As contemplated by the Implementation Agreement, Curetis
N.V. expects, as soon as practicable after the closing of the Transaction, to distribute a portion of the Consideration Shares
to Curetis N.V. shareholders and to wind up its affairs. Curetis N.V. has not yet adopted a formal plan of distribution and dissolution.
In connection with such plan of distribution and dissolution, Curetis N.V. expects to sell, in open market transactions, up to
20% of the Consideration Shares issued to Curetis N.V. at the closing of the Transaction in order to fund the expenses of its distribution
and dissolution. The sale of such Consideration Shares in order to fund such distribution and dissolution of Curetis N.V. was approved
by the shareholders of Curetis N.V. at its extraordinary general meeting held on March 10, 2020 in order to approve the Transaction.
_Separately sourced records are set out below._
//! In-memory pub/sub for single-node deployments.

use std::collections::HashMap;

use async_trait::async_trait;
use tokio::sync::RwLock;
use tokio::sync::broadcast;
use tracing::trace;

use stack_core::result::AppResult;
use stack_core::traits::EventPublisher;

/// In-memory pub/sub implementation.
///
/// A channel exists once somebody subscribes to it; publishing to a
/// channel without subscribers drops the payload.
#[derive(Debug)]
pub struct MemoryPubSub {
    /// Channel name → broadcast sender
    channels: RwLock<HashMap<String, broadcast::Sender<String>>>,
    /// Buffer size for channels
    buffer_size: usize,
}

impl MemoryPubSub {
    /// Create a new in-memory pub/sub
    pub fn new(buffer_size: usize) -> Self {
        Self {
            channels: RwLock::new(HashMap::new()),
            buffer_size: buffer_size.max(1),
        }
    }

    /// Subscribe to a channel, returns a receiver
    pub async fn subscribe(&self, channel: &str) -> broadcast::Receiver<String> {
        let mut channels = self.channels.write().await;
        let tx = channels
            .entry(channel.to_string())
            .or_insert_with(|| broadcast::channel(self.buffer_size).0);
        tx.subscribe()
    }

    /// Number of live receivers on a channel.
    pub async fn subscriber_count(&self, channel: &str) -> usize {
        let channels = self.channels.read().await;
        channels.get(channel).map_or(0, |tx| tx.receiver_count())
    }
}

#[async_trait]
impl EventPublisher for MemoryPubSub {
    async fn publish(&self, channel: &str, payload: &str) -> AppResult<()> {
        let channels = self.channels.read().await;
        if let Some(tx) = channels.get(channel) {
            let delivered = tx.send(payload.to_string()).unwrap_or(0);
            trace!(channel, delivered, "Published to in-memory channel");
        }
        Ok(())
    }

    fn backend_name(&self) -> &'static str {
        "memory"
    }
}
//! Integration tests for folder create, list, update and delete.

mod helpers;

use axum::http::StatusCode;
use serde_json::json;
use uuid::Uuid;

use helpers::{TestApp, id_of};

#[tokio::test]
async fn test_paths_follow_the_tree() {
    let app = TestApp::new().await;
    let user = Uuid::new_v4();

    let reports = app.create_folder(user, "Reports", None).await;
    assert_eq!(reports["path"], "/Reports");
    assert_eq!(reports["parentId"], serde_json::Value::Null);
    assert_eq!(reports["documentCount"], 0);
    assert_eq!(reports["subfolderCount"], 0);
    assert_eq!(reports["isShared"], false);
    assert_eq!(reports["metadata"]["tags"], json!([]));

    let reports_id = id_of(&reports);
    let q1 = app.create_folder(user, "Q1", Some(&reports_id)).await;
    assert_eq!(q1["path"], "/Reports/Q1");
    assert_eq!(q1["parentId"], reports_id.as_str());

    let duplicate = app
        .request(
            "POST",
            "/api/folders",
            Some(json!({ "name": "Q1", "parentId": reports_id })),
            Some(user),
        )
        .await;
    assert_eq!(duplicate.status, StatusCode::CONFLICT);
    assert_eq!(duplicate.body["error"], "CONFLICT");

    let fetched = app
        .request("GET", &format!("/api/folders/{reports_id}"), None, Some(user))
        .await;
    assert_eq!(fetched.status, StatusCode::OK);
    assert_eq!(fetched.body["success"], true);
    assert_eq!(fetched.body["data"]["subfolderCount"], 1);
}

#[tokio::test]
async fn test_same_name_allowed_under_different_parents() {
    let app = TestApp::new().await;
    let user = Uuid::new_v4();

    let a = id_of(&app.create_folder(user, "A", None).await);
    let b = id_of(&app.create_folder(user, "B", None).await);

    let under_a = app.create_folder(user, "Shared", Some(&a)).await;
    let under_b = app.create_folder(user, "Shared", Some(&b)).await;
    assert_eq!(under_a["path"], "/A/Shared");
    assert_eq!(under_b["path"], "/B/Shared");
}

#[tokio::test]
async fn test_invalid_names_are_rejected() {
    let app = TestApp::new().await;
    let user = Uuid::new_v4();

    let long = "x".repeat(256);
    for name in ["", "   ", "a/b", "bad:name", long.as_str()] {
        let response = app
            .request("POST", "/api/folders", Some(json!({ "name": name })), Some(user))
            .await;
        assert_eq!(
            response.status,
            StatusCode::BAD_REQUEST,
            "name {name:?} should be rejected"
        );
        assert_eq!(response.body["error"], "VALIDATION_ERROR");
    }
}

#[tokio::test]
async fn test_invalid_metadata_is_rejected() {
    let app = TestApp::new().await;
    let user = Uuid::new_v4();

    let response = app
        .request(
            "POST",
            "/api/folders",
            Some(json!({ "name": "Reports", "metadata": { "color": "blue" } })),
            Some(user),
        )
        .await;
    assert_eq!(response.status, StatusCode::BAD_REQUEST);

    let response = app
        .request(
            "POST",
            "/api/folders",
            Some(json!({
                "name": "Reports",
                "metadata": { "color": "#1e90ff", "description": "Quarterly", "tags": ["finance"] }
            })),
            Some(user),
        )
        .await;
    assert_eq!(response.status, StatusCode::CREATED);
    assert_eq!(response.body["data"]["metadata"]["color"], "#1e90ff");
    assert_eq!(response.body["data"]["metadata"]["tags"], json!(["finance"]));
}

#[tokio::test]
async fn test_parent_must_exist_and_be_writable() {
    let app = TestApp::new().await;
    let owner = Uuid::new_v4();
    let reader = Uuid::new_v4();

    let missing = app
        .request(
            "POST",
            "/api/folders",
            Some(json!({ "name": "Q1", "parentId": Uuid::new_v4() })),
            Some(owner),
        )
        .await;
    assert_eq!(missing.status, StatusCode::NOT_FOUND);

    let reports = id_of(&app.create_folder(owner, "Reports", None).await);
    app.share(owner, &reports, &[reader], "read").await;

    let forbidden = app
        .request(
            "POST",
            "/api/folders",
            Some(json!({ "name": "Q1", "parentId": reports })),
            Some(reader),
        )
        .await;
    assert_eq!(forbidden.status, StatusCode::FORBIDDEN);
}

#[tokio::test]
async fn test_listing_is_scoped_to_visible_folders() {
    let app = TestApp::new().await;
    let alice = Uuid::new_v4();
    let bob = Uuid::new_v4();

    let reports = id_of(&app.create_folder(alice, "Reports", None).await);
    app.create_folder(alice, "Q1", Some(&reports)).await;
    app.create_folder(alice, "Archive", None).await;
    app.create_folder(bob, "Private", None).await;

    let all = app.request("GET", "/api/folders", None, Some(alice)).await;
    assert_eq!(all.status, StatusCode::OK);
    let names: Vec<&str> = all.body["data"]
        .as_array()
        .unwrap()
        .iter()
        .map(|f| f["name"].as_str().unwrap())
        .collect();
    assert_eq!(names, vec!["Archive", "Q1", "Reports"]);

    let children = app
        .request(
            "GET",
            &format!("/api/folders?parentId={reports}"),
            None,
            Some(alice),
        )
        .await;
    assert_eq!(children.status, StatusCode::OK);
    assert_eq!(children.body["data"].as_array().unwrap().len(), 1);
    assert_eq!(children.body["data"][0]["path"], "/Reports/Q1");

    let hidden = app
        .request(
            "GET",
            &format!("/api/folders?parentId={reports}"),
            None,
            Some(bob),
        )
        .await;
    assert_eq!(hidden.status, StatusCode::NOT_FOUND);

    let bad = app
        .request("GET", "/api/folders?parentId=nope", None, Some(alice))
        .await;
    assert_eq!(bad.status, StatusCode::BAD_REQUEST);
}

#[tokio::test]
async fn test_rename_does_not_rewrite_descendants_by_default() {
    let mut app = TestApp::new().await;
    let user = Uuid::new_v4();

    let reports = id_of(&app.create_folder(user, "Reports", None).await);
    let q1 = id_of(&app.create_folder(user, "Q1", Some(&reports)).await);
    app.next_event().await;
    app.next_event().await;

    let renamed = app
        .request(
            "PUT",
            &format!("/api/folders/{reports}"),
            Some(json!({ "name": "Archive" })),
            Some(user),
        )
        .await;
    assert_eq!(renamed.status, StatusCode::OK);
    assert_eq!(renamed.body["data"]["path"], "/Archive");
    assert_eq!(renamed.body["data"]["name"], "Archive");

    let event = app.next_event().await;
    assert_eq!(event["type"], "folder:updated");
    assert_eq!(event["changes"], json!(["name"]));

    let child = app
        .request("GET", &format!("/api/folders/{q1}"), None, Some(user))
        .await;
    assert_eq!(child.body["data"]["path"], "/Reports/Q1");
}

#[tokio::test]
async fn test_rename_cascades_when_enabled() {
    let mut config = helpers::test_config();
    config.folders.cascade_path_updates = true;
    let app = TestApp::with_config(config).await;
    let user = Uuid::new_v4();

    let reports = id_of(&app.create_folder(user, "Reports", None).await);
    let q1 = id_of(&app.create_folder(user, "Q1", Some(&reports)).await);
    let jan = id_of(&app.create_folder(user, "Jan", Some(&q1)).await);

    let renamed = app
        .request(
            "PUT",
            &format!("/api/folders/{reports}"),
            Some(json!({ "name": "Archive" })),
            Some(user),
        )
        .await;
    assert_eq!(renamed.status, StatusCode::OK);

    let leaf = app
        .request("GET", &format!("/api/folders/{jan}"), None, Some(user))
        .await;
    assert_eq!(leaf.body["data"]["path"], "/Archive/Q1/Jan");
}

#[tokio::test]
async fn test_rename_conflicts_with_sibling() {
    let app = TestApp::new().await;
    let user = Uuid::new_v4();

    app.create_folder(user, "Reports", None).await;
    let archive = id_of(&app.create_folder(user, "Archive", None).await);

    let response = app
        .request(
            "PUT",
            &format!("/api/folders/{archive}"),
            Some(json!({ "name": "Reports" })),
            Some(user),
        )
        .await;
    assert_eq!(response.status, StatusCode::CONFLICT);
}

#[tokio::test]
async fn test_metadata_patch_keeps_unlisted_fields() {
    let app = TestApp::new().await;
    let user = Uuid::new_v4();

    let created = app
        .request(
            "POST",
            "/api/folders",
            Some(json!({
                "name": "Reports",
                "metadata": { "description": "Quarterly", "color": "#fff" }
            })),
            Some(user),
        )
        .await;
    let id = id_of(&created.body["data"]);

    let updated = app
        .request(
            "PUT",
            &format!("/api/folders/{id}"),
            Some(json!({ "metadata": { "color": "#000" } })),
            Some(user),
        )
        .await;
    assert_eq!(updated.status, StatusCode::OK);
    assert_eq!(updated.body["data"]["metadata"]["color"], "#000");
    assert_eq!(updated.body["data"]["metadata"]["description"], "Quarterly");
    assert_eq!(updated.body["data"]["name"], "Reports");
}

#[tokio::test]
async fn test_empty_metadata_values_clear_fields() {
    let app = TestApp::new().await;
    let user = Uuid::new_v4();

    let created = app
        .request(
            "POST",
            "/api/folders",
            Some(json!({
                "name": "Reports",
                "metadata": { "description": "Quarterly", "color": "#fff", "icon": "chart" }
            })),
            Some(user),
        )
        .await;
    let id = id_of(&created.body["data"]);

    let updated = app
        .request(
            "PUT",
            &format!("/api/folders/{id}"),
            Some(json!({ "metadata": { "color": "", "description": "" } })),
            Some(user),
        )
        .await;
    assert_eq!(updated.status, StatusCode::OK);
    assert!(updated.body["data"]["metadata"]["color"].is_null());
    assert!(updated.body["data"]["metadata"]["description"].is_null());
    assert_eq!(updated.body["data"]["metadata"]["icon"], "chart");
}

#[tokio::test]
async fn test_delete_requires_empty_folder() {
    let mut app = TestApp::new().await;
    let user = Uuid::new_v4();

    let reports = id_of(&app.create_folder(user, "Reports", None).await);
    let q1 = id_of(&app.create_folder(user, "Q1", Some(&reports)).await);
    app.next_event().await;
    app.next_event().await;

    let blocked = app
        .request("DELETE", &format!("/api/folders/{reports}"), None, Some(user))
        .await;
    assert_eq!(blocked.status, StatusCode::CONFLICT);

    let deleted = app
        .request("DELETE", &format!("/api/folders/{q1}"), None, Some(user))
        .await;
    assert_eq!(deleted.status, StatusCode::NO_CONTENT);

    let event = app.next_event().await;
    assert_eq!(event["type"], "folder:deleted");
    assert_eq!(event["folderId"], q1.as_str());
    assert_eq!(event["path"], "/Reports/Q1");

    let deleted = app
        .request("DELETE", &format!("/api/folders/{reports}"), None, Some(user))
        .await;
    assert_eq!(deleted.status, StatusCode::NO_CONTENT);

    let gone = app
        .request("GET", &format!("/api/folders/{reports}"), None, Some(user))
        .await;
    assert_eq!(gone.status, StatusCode::NOT_FOUND);
}

#[tokio::test]
async fn test_create_emits_event() {
    let mut app = TestApp::new().await;
    let user = Uuid::new_v4();

    let reports = app.create_folder(user, "Reports", None).await;

    let event = app.next_event().await;
    assert_eq!(event["type"], "folder:created");
    assert_eq!(event["folderId"], reports["id"]);
    assert_eq!(event["userId"], user.to_string());
    assert_eq!(event["path"], "/Reports");
}

#[tokio::test]
async fn test_requests_need_a_valid_token() {
    let app = TestApp::new().await;

    let anonymous = app.request("GET", "/api/folders", None, None).await;
    assert_eq!(anonymous.status, StatusCode::UNAUTHORIZED);
    assert_eq!(anonymous.body["error"], "UNAUTHORIZED");

    let forged = {
        use axum::body::Body;
        use axum::http::Request;
        use tower::ServiceExt;

        let req = Request::builder()
            .uri("/api/folders")
            .header("Authorization", "Bearer not.a.jwt")
            .body(Body::empty())
            .unwrap();
        app.router.clone().oneshot(req).await.unwrap()
    };
    assert_eq!(forged.status(), StatusCode::UNAUTHORIZED);

    let health = app.request("GET", "/api/health", None, None).await;
    assert_eq!(health.status, StatusCode::OK);
    assert_eq!(health.body["data"]["status"], "ok");
    assert_eq!(health.body["data"]["events"], "memory");
}

#[tokio::test]
async fn test_malformed_ids_are_bad_requests() {
    let app = TestApp::new().await;
    let user = Uuid::new_v4();

    let response = app
        .request("GET", "/api/folders/not-a-uuid", None, Some(user))
        .await;
    assert_eq!(response.status, StatusCode::BAD_REQUEST);

    let response = app
        .request("DELETE", "/api/folders/123", None, Some(user))
        .await;
    assert_eq!(response.status, StatusCode::BAD_REQUEST);
}
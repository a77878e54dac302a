//! Route definitions for the Stack HTTP API.
//!
//! Routes are grouped by resource and mounted under `/api`.

use axum::{
    Router,
    extract::DefaultBodyLimit,
    middleware as axum_middleware,
    routing::{delete, get, post},
};
use tower_http::compression::CompressionLayer;
use tower_http::trace::TraceLayer;

use crate::handlers;
use crate::middleware;
use crate::state::AppState;

/// Build the complete Axum router with all routes and middleware.
pub fn build_router(state: AppState) -> Router {
    let max_request = state.config.limits.max_request_bytes;

    let api_routes = Router::new()
        .merge(folder_routes())
        .merge(document_routes())
        .merge(health_routes());

    let cors = middleware::cors::build_cors_layer(&state.config.server.cors);

    Router::new()
        .nest("/api", api_routes)
        .layer(DefaultBodyLimit::max(max_request))
        .layer(CompressionLayer::new())
        .layer(TraceLayer::new_for_http())
        .layer(cors)
        .layer(axum_middleware::from_fn(
            middleware::logging::request_logging,
        ))
        .with_state(state)
}

/// Folder CRUD and sharing
fn folder_routes() -> Router<AppState> {
    Router::new()
        .route(
            "/folders",
            get(handlers::folder::list_folders).post(handlers::folder::create_folder),
        )
        .route(
            "/folders/{id}",
            get(handlers::folder::get_folder)
                .put(handlers::folder::update_folder)
                .delete(handlers::folder::delete_folder),
        )
        .route("/folders/{id}/share", post(handlers::folder::share_folder))
        .route(
            "/folders/{id}/share/{user_id}",
            delete(handlers::folder::remove_sharing),
        )
}

/// Document CRUD
fn document_routes() -> Router<AppState> {
    Router::new()
        .route(
            "/documents",
            get(handlers::document::list_documents).post(handlers::document::create_document),
        )
        .route(
            "/documents/{id}",
            get(handlers::document::get_document).delete(handlers::document::delete_document),
        )
}

/// Health check (unauthenticated)
fn health_routes() -> Router<AppState> {
    Router::new().route("/health", get(handlers::health::health))
}
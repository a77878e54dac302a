//! Database configuration.

use serde::{Deserialize, Serialize};

/// Database connection pool configuration.
#[derive(Debug, Clone, Serialize, Deserialize)]
pub struct DatabaseConfig {
    /// SQLite connection URL (`sqlite://path/to/file.db` or `sqlite::memory:`).
    #[serde(default = "default_url")]
    pub url: String,
    /// Maximum number of connections in the pool.
    #[serde(default = "default_max_connections")]
    pub max_connections: u32,
    /// Minimum number of connections in the pool.
    #[serde(default = "default_min_connections")]
    pub min_connections: u32,
    /// Connection timeout in seconds.
    #[serde(default = "default_connect_timeout")]
    pub connect_timeout_seconds: u64,
    /// Idle connection timeout in seconds.
    #[serde(default = "default_idle_timeout")]
    pub idle_timeout_seconds: u64,
}

impl Default for DatabaseConfig {
    fn default() -> Self {
        Self {
            url: default_url(),
            max_connections: default_max_connections(),
            min_connections: default_min_connections(),
            connect_timeout_seconds: default_connect_timeout(),
            idle_timeout_seconds: default_idle_timeout(),
        }
    }
}

impl DatabaseConfig {
    /// Whether the URL points at a private in-memory database.
    pub fn is_in_memory(&self) -> bool {
        self.url.contains(":memory:") || self.url.contains("mode=memory")
    }
}

fn default_url() -> String {
    "sqlite://data/stack.db".to_string()
}

fn default_max_connections() -> u32 {
    10
}

fn default_min_connections() -> u32 {
    1
}

fn default_connect_timeout() -> u64 {
    10
}

fn default_idle_timeout() -> u64 {
    300
}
Curetis N.V. is solely responsible for the distribution of the Consideration Shares to the shareholders of Curetis N.V.
SIGNATURES
Pursuant to the
requirements of the Securities Act of 1933, the Registrant has duly caused this Post-Effective Amendment No. 1 to Registration
Statement on Form S-4 to be signed on its behalf by the undersigned, thereunto duly authorized, in the City of Gaithersburg, State
of Maryland, as of this 8th day of April, 2020.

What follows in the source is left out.